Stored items
++++++++++
use crate::comfy::client::GenerationDriver;
use crate::comfy::transport::Transport;
use crate::io::configuration::MonitorBinding;
use crate::io::error::{config_invalid, fs_error, PipelineError, Result};
use crate::io::notify::Notifier;
use crate::io::output::{save_image, GenerationRecord, HistorySink};
use crate::io::progress::PollProgress;
use crate::math::probability::RandomSelector;
use crate::monitor::detect;
use crate::monitor::rotation::RotationState;
use crate::monitor::setter::Setter;
use crate::monitor::Monitor;
use crate::pipeline::context::RunContext;
use crate::prompt::resolve::{PromptResult, TemplateResolver};
use crate::prompt::template::Template;
use crate::schedule::DayPhase;
use crate::workflow::inject::{inject_prompts, inject_seed};
use crate::workflow::registry::WorkflowRegistry;
use chrono::NaiveDateTime;
use serde::Serialize;
use serde_json::Value;
use std::fmt;
use std::path::PathBuf;

/// Caller-selected behavior for one invocation
#[derive(Debug, Clone, Default)]
pub struct RunOptions {
    /// Emit the structured plan instead of generating
    pub dry_run: bool,
    /// Suppress progress display
    pub quiet: bool,
    /// Bypass the scheduler with a fixed theme
    pub theme_override: Option<String>,
    /// Bypass seeded template selection with a fixed template filename
    pub template_override: Option<String>,
}

/// Everything a run decided before touching the network
#[derive(Debug, Clone, Serialize)]
pub struct RunPlan {
    /// Target monitor name
    pub monitor: String,
    /// Resolution used for workflow selection
    pub resolution: String,
    /// Active theme after scheduling and fallback
    pub theme: String,
    /// Schedule phase the run fell in
    pub phase: DayPhase,
    /// Selected template filename
    pub template: String,
    /// Workflow identifier
    pub workflow_id: String,
    /// Workflow file path
    pub workflow_path: PathBuf,
    /// Seed driving every random choice
    pub seed: u64,
    /// Resolved prompt sections
    pub prompts: PromptResult,
    /// Intended output path
    pub output_path: PathBuf,
    /// Intended setter command identifier
    pub setter: String,
}

impl fmt::Display for RunPlan {
    fn fmt(&self, f: &mut fmt::Formatter<'_>) -> fmt::Result {
        writeln!(f, "Plan for monitor {} ({})", self.monitor, self.resolution)?;
        writeln!(f, "  theme:    {}", self.theme)?;
        writeln!(f, "  template: {}", self.template)?;
        writeln!(
            f,
            "  workflow: {} ({})",
            self.workflow_id,
            self.workflow_path.display()
        )?;
        writeln!(f, "  seed:     {}", self.seed)?;
        for (name, text) in &self.prompts.prompts {
            writeln!(f, "  {name}: {text}")?;
        }
        for (name, text) in &self.prompts.negatives {
            writeln!(f, "  {name}:negative: {text}")?;
        }
        writeln!(f, "  output:   {}", self.output_path.display())?;
        write!(f, "  setter:   {}", self.setter)
    }
}

/// A plan plus the injected workflow ready for submission
struct PreparedRun {
    plan: RunPlan,
    workflow: Value,
}

/// Orchestrates one single-shot invocation
pub struct PipelineExecutor {
    ctx: RunContext,
    options: RunOptions,
    now: NaiveDateTime,
}

impl PipelineExecutor {
    /// Create an executor pinned to the current local instant
    pub fn new(ctx: RunContext, options: RunOptions) -> Self {
        Self::with_instant(ctx, options, chrono::Local::now().naive_local())
    }

    /// Create an executor pinned to an explicit instant
    pub fn with_instant(ctx: RunContext, options: RunOptions, now: NaiveDateTime) -> Self {
        Self { ctx, options, now }
    }

    /// Generate for the next monitor in rotation
    ///
    /// # Errors
    ///
    /// Propagates the first pipeline failure; setter and state persistence
    /// failures are deferred so they only decide the outcome when nothing
    /// else failed.
    pub fn run_next(&mut self) -> Result<()> {
        let active = self.active_monitor_names()?;
        let mut state = RotationState::load(self.ctx.config().state_file());
        let target = state
            .next(&active)
            .ok_or_else(|| config_invalid("monitors", "no monitors configured"))?;

        let deferred = self.run_one(&target)?;

        if !self.options.dry_run {
            if let Err(e) = state.record(&target, chrono::Utc::now(), &active) {
                tracing::warn!(error = %e, "rotation state not persisted");
                return Err(deferred.unwrap_or(e));
            }
        }
        deferred.map_or(Ok(()), Err)
    }

    /// Generate for one explicitly named monitor; the cursor is untouched
    ///
    /// # Errors
    ///
    /// As [`run_next`](Self::run_next).
    pub fn run_monitor(&mut self, name: &str) -> Result<()> {
        let active = self.active_monitor_names()?;
        if !active.iter().any(|m| m == name) {
            return Err(config_invalid(
                "monitors",
                format!("monitor '{name}' is not configured and connected"),
            ));
        }
        self.run_one(name)?.map_or(Ok(()), Err)
    }

    /// Generate for every configured monitor in configuration order
    ///
    /// A failure on one monitor is logged and the iteration continues; the
    /// first failure is returned once every monitor has been attempted. The
    /// rotation cursor is not advanced.
    ///
    /// # Errors
    ///
    /// Returns the first per-monitor failure, when any.
    pub fn run_all(&mut self) -> Result<()> {
        let active = self.active_monitor_names()?;
        let mut first_failure: Option<PipelineError> = None;
        let mut completed = 0usize;

        for name in &active {
            tracing::info!(monitor = %name, "--- generating ---");
            match self.run_one(name) {
                Ok(None) => completed += 1,
                Ok(Some(deferred)) => {
                    tracing::error!(monitor = %name, error = %deferred, "monitor finished with a deferred failure");
                    first_failure.get_or_insert(deferred);
                }
                Err(e) => {
                    tracing::error!(monitor = %name, error = %e, "monitor failed");
                    first_failure.get_or_insert(e);
                }
            }
        }

        tracing::info!(completed, total = active.len(), "all-monitor run finished");
        first_failure.map_or(Ok(()), Err)
    }

    /// Configured monitors that are currently connected, in config order
    ///
    /// # Errors
    ///
    /// Propagates detection failures and rejects an empty configuration.
    fn active_monitor_names(&self) -> Result<Vec<String>> {
        let configured = self.ctx.config().monitor_names();
        if configured.is_empty() {
            return Err(config_invalid("monitors", "no monitors configured"));
        }
        let connected = detect::list_connected()?;
        Ok(reconcile_monitors(&configured, &connected))
    }

    /// Run steps 4..=10 for one monitor
    ///
    /// Returns a deferred setter failure instead of erroring so the caller
    /// can weigh it against state persistence.
    fn run_one(&mut self, name: &str) -> Result<Option<PipelineError>> {
        let binding = self
            .ctx
            .config()
            .monitor(name)
            .cloned()
            .ok_or_else(|| config_invalid("monitors", format!("monitor '{name}' is not configured")))?;

        let prepared = self.prepare(&binding)?;

        if self.options.dry_run {
            println!("{}", prepared.plan);
            return Ok(None);
        }

        self.execute(&binding, prepared)
    }

    /// Steps 4..=8: seed, theme, workflow, template, resolution, injection
    fn prepare(&mut self, binding: &MonitorBinding) -> Result<PreparedRun> {
        let seed = self
            .ctx
            .seed_source()
            .slot_seed(self.now, Some(&binding.name));

        // Theme sampling draws from its own selector so template choice
        // stays stable when the schedule changes
        let mut theme_rng = RandomSelector::new(seed);
        let choice = self.ctx.scheduler().sample_theme(self.now, &mut theme_rng)?;
        let requested = self
            .options
            .theme_override
            .clone()
            .unwrap_or(choice.theme);
        let theme_name = self.ctx.resolve_theme(&requested)?;
        let theme = self.ctx.config().theme(&theme_name).cloned().unwrap_or_default();

        let workflow_id =
            WorkflowRegistry::workflow_id(theme.prefix_or(&theme_name), &binding.resolution);
        let prompts_dir = self.ctx.config().theme_prompts_dir(&theme_name);

        let template_name = match &self.options.template_override {
            Some(name) => name.clone(),
            None => {
                let eligible = self.ctx.registry_mut().eligible_templates(
                    &workflow_id,
                    &prompts_dir,
                    binding.templates.as_deref(),
                );
                if eligible.is_empty() {
                    tracing::warn!(
                        workflow = %workflow_id,
                        fallback = %theme.default_template(),
                        "no eligible templates, using the theme default"
                    );
                    theme.default_template().to_string()
                } else {
                    // Template choice uses the bare seed, distinct from the
                    // section-resolution PRNGs, so atom edits cannot shift it
                    let mut template_rng = RandomSelector::new(seed);
                    let index = template_rng.uniform_choice(eligible.len());
                    eligible[index].clone()
                }
            }
        };

        let template_path = prompts_dir.join(&template_name);
        let text = std::fs::read_to_string(&template_path).map_err(|e| {
            if e.kind() == std::io::ErrorKind::NotFound {
                config_invalid(
                    &format!("themes.{theme_name}"),
                    format!("template '{}' not found", template_path.display()),
                )
            } else {
                fs_error(&template_path, "read", e)
            }
        })?;
        let template = Template::parse(&template_name, &text)?;

        let prompts =
            TemplateResolver::new(self.ctx.atoms_mut(&theme_name)).resolve(&template, seed)?;

        let loaded = self.ctx.registry_mut().load(&workflow_id)?;
        let workflow_path = loaded.path.clone();
        let (mut workflow, _report) = inject_prompts(&loaded.document, &prompts)?;
        inject_seed(&mut workflow, seed);

        let setter_id = binding.command.clone().unwrap_or_else(|| "swaybg".to_string());
        Setter::from_id(&setter_id)?;

        Ok(PreparedRun {
            plan: RunPlan {
                monitor: binding.name.clone(),
                resolution: binding.resolution.clone(),
                theme: theme_name,
                phase: choice.phase,
                template: template_name,
                workflow_id,
                workflow_path,
                seed,
                prompts,
                output_path: binding.output_path(),
                setter: setter_id,
            },
            workflow,
        })
    }

    /// Steps 9..=10: drive generation, install, archive, notify
    fn execute(
        &mut self,
        binding: &MonitorBinding,
        prepared: PreparedRun,
    ) -> Result<Option<PipelineError>> {
        let config = self.ctx.config();
        let plan = &prepared.plan;
        let notifier = Notifier::new(config.notifications.enabled);

        let transport = Transport::new(&config.service)?;
        transport.health().map_err(|e| {
            notifier.notify("Wallpaper generation failed", &format!("{e}"));
            e
        })?;

        let progress = (!self.options.quiet).then(|| PollProgress::new(&binding.name));
        let driver = GenerationDriver::new(&transport, &config.service);
        let image = match driver.run(&prepared.workflow, progress.as_ref()) {
            Ok(image) => image,
            Err(e) => {
                notifier.notify("Wallpaper generation failed", &format!("{e}"));
                return Err(e);
            }
        };

        save_image(&image.bytes, &plan.output_path)?;

        let mut deferred: Option<PipelineError> = None;
        let setter = Setter::from_id(&plan.setter)?;
        if let Err(e) = setter.apply(&plan.output_path, &binding.name) {
            // Image stays on disk; the failure decides the exit code only
            // if nothing else goes wrong
            tracing::error!(error = %e, "wallpaper saved but not applied");
            deferred = Some(e);
        }

        let record = GenerationRecord {
            monitor: binding.name.clone(),
            theme: plan.theme.clone(),
            template: plan.template.clone(),
            seed: plan.seed,
            prompts: plan.prompts.prompts.clone(),
            negatives: plan.prompts.negatives.clone(),
            workflow_id: plan.workflow_id.clone(),
            generated_at: chrono::Utc::now(),
        };
        let history = HistorySink::new(config.history_dir(), config.history.enabled);
        if let Err(e) = history.record(&image.bytes, &record) {
            tracing::warn!(error = %e, "history record not written");
        }

        notifier.notify(
            "Wallpaper updated",
            &format!("{} · {} · seed {}", binding.name, plan.theme, plan.seed),
        );
        tracing::info!(
            monitor = %binding.name,
            prompt_id = %image.prompt_id,
            output = %plan.output_path.display(),
            "generation complete"
        );

        Ok(deferred)
    }

    /// Build the structured plan for one monitor without side effects
    ///
    /// # Errors
    ///
    /// As the preparation steps of a real run.
    pub fn plan_for(&mut self, name: &str) -> Result<RunPlan> {
        let binding = self
            .ctx
            .config()
            .monitor(name)
            .cloned()
            .ok_or_else(|| config_invalid("monitors", format!("monitor '{name}' is not configured")))?;
        Ok(self.prepare(&binding)?.plan)
    }
}

/// Intersect configured and connected monitors, warning on each mismatch
///
/// Bindings for disconnected monitors are retained in configuration but
/// skipped for the run; connected monitors without a binding are ignored.
pub fn reconcile_monitors(configured: &[String], connected: &[Monitor]) -> Vec<String> {
    let mut active = Vec::new();

    for name in configured {
        if connected.iter().any(|m| &m.name == name) {
            active.push(name.clone());
        } else {
            tracing::warn!(monitor = %name, "configured monitor is not connected, skipping");
        }
    }
    for monitor in connected {
        if !configured.contains(&monitor.name) {
            tracing::warn!(
                monitor = %monitor.name,
                resolution = %monitor.resolution,
                "connected monitor has no configuration entry"
            );
        }
    }

    active
}
//! Deterministic random selection driven by a seeded PRNG

use rand::{rngs::StdRng, Rng, SeedableRng};

/// Deterministic random selector wrapping a seeded PRNG
///
/// Every random draw in a run flows through one of these, so identical seeds
/// reproduce identical selections across runs.
pub struct RandomSelector {
    rng: StdRng,
}

impl RandomSelector {
    /// Create a deterministic random selector
    pub fn new(seed: u64) -> Self {
        Self {
            rng: StdRng::seed_from_u64(seed),
        }
    }

    /// Generic weighted random selection
    ///
    /// Returns an index into the weights array using the cumulative
    /// distribution. Non-positive totals fall back to index 0.
    pub fn weighted_choice(&mut self, weights: &[f64]) -> usize {
        let total: f64 = weights.iter().sum();
        if total <= 0.0 || weights.is_empty() {
            return 0;
        }

        let mut rand_val = self.rng.random::<f64>() * total;
        for (i, &weight) in weights.iter().enumerate() {
            rand_val -= weight;
            if rand_val <= 0.0 {
                return i;
            }
        }
        weights.len() - 1
    }

    /// Uniform selection of an index in `0..len`
    ///
    /// Returns 0 for an empty range.
    pub fn uniform_choice(&mut self, len: usize) -> usize {
        if len == 0 {
            return 0;
        }
        self.rng.random_range(0..len)
    }
}

/// Stable 64-bit FNV-1a hash of a byte string
///
/// Used to derive section-scoped seeds from the base slot seed. The constants
/// are fixed by the FNV specification, so the derivation is reproducible
/// across builds and platforms.
pub fn fnv1a64(data: &str) -> u64 {
    const OFFSET_BASIS: u64 = 0xcbf2_9ce4_8422_2325;
    const PRIME: u64 = 0x0000_0100_0000_01b3;

    let mut hash = OFFSET_BASIS;
    for byte in data.as_bytes() {
        hash ^= u64::from(*byte);
        hash = hash.wrapping_mul(PRIME);
    }
    hash
}

/// Linear blend factor for a position inside a symmetric window
///
/// `distance` is the signed offset from the window center and `radius` the
/// half-width; the result is clamped to [0, 1]. At `-radius` the factor is 0,
/// at the center 0.5, at `+radius` 1.
pub fn blend_factor(distance: f64, radius: f64) -> f64 {
    if radius <= 0.0 {
        return if distance < 0.0 { 0.0 } else { 1.0 };
    }
    ((distance + radius) / (2.0 * radius)).clamp(0.0, 1.0)
}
++++++++++
How to complete this task
If a line falls between the first line of the data above and the line holding "Suppress progress display", inclusive, retype it exactly; retype no other line.

Answer section
use crate::comfy::client::GenerationDriver;
use crate::comfy::transport::Transport;
use crate::io::configuration::MonitorBinding;
use crate::io::error::{config_invalid, fs_error, PipelineError, Result};
use crate::io::notify::Notifier;
use crate::io::output::{save_image, GenerationRecord, HistorySink};
use crate::io::progress::PollProgress;
use crate::math::probability::RandomSelector;
use crate::monitor::detect;
use crate::monitor::rotation::RotationState;
use crate::monitor::setter::Setter;
use crate::monitor::Monitor;
use crate::pipeline::context::RunContext;
use crate::prompt::resolve::{PromptResult, TemplateResolver};
use crate::prompt::template::Template;
use crate::schedule::DayPhase;
use crate::workflow::inject::{inject_prompts, inject_seed};
use crate::workflow::registry::WorkflowRegistry;
use chrono::NaiveDateTime;
use serde::Serialize;
use serde_json::Value;
use std::fmt;
use std::path::PathBuf;

/// Caller-selected behavior for one invocation
#[derive(Debug, Clone, Default)]
pub struct RunOptions {
    /// Emit the structured plan instead of generating
    pub dry_run: bool,
    /// Suppress progress display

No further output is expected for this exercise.